= Work order =
In the data below, locate each line with the word "storage" and list it.

Stored data:
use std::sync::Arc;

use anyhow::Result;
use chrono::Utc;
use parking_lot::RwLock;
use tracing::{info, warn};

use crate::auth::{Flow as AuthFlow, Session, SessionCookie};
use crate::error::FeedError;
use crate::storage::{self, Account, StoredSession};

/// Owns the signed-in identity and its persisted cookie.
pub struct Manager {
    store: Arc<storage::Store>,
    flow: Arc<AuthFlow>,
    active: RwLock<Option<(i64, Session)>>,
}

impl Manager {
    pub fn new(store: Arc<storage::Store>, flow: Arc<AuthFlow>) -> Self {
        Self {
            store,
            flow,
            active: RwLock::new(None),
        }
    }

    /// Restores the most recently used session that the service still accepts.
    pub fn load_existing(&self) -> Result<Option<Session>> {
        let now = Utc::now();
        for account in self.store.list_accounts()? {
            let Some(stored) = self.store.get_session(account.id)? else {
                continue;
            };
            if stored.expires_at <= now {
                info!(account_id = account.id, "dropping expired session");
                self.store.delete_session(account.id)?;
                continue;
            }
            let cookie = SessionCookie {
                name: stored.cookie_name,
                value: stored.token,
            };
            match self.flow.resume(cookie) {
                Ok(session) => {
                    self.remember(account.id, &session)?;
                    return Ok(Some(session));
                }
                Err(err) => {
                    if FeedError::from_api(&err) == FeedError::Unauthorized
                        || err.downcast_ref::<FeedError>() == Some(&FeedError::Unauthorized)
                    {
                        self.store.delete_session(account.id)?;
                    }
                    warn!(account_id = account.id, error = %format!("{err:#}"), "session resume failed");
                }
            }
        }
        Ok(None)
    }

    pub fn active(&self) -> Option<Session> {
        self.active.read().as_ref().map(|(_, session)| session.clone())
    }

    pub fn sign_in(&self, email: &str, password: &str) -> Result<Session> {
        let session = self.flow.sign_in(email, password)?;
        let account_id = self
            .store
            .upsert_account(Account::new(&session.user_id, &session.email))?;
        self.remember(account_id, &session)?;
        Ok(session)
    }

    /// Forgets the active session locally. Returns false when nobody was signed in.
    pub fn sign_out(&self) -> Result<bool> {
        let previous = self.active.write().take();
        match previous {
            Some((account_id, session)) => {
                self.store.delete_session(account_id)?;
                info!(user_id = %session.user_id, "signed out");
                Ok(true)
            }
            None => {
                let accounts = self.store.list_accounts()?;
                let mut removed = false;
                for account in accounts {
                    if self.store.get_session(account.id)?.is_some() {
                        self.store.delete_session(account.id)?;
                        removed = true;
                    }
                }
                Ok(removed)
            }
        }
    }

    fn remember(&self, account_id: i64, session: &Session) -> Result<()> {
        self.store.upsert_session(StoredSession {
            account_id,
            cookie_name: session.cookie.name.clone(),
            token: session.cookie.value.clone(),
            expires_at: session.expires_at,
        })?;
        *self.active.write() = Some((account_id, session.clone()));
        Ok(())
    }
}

= Response to the exercise =
use crate::storage::{self, Account, StoredSession};
    store: Arc<storage::Store>,
    pub fn new(store: Arc<storage::Store>, flow: Arc<AuthFlow>) -> Self {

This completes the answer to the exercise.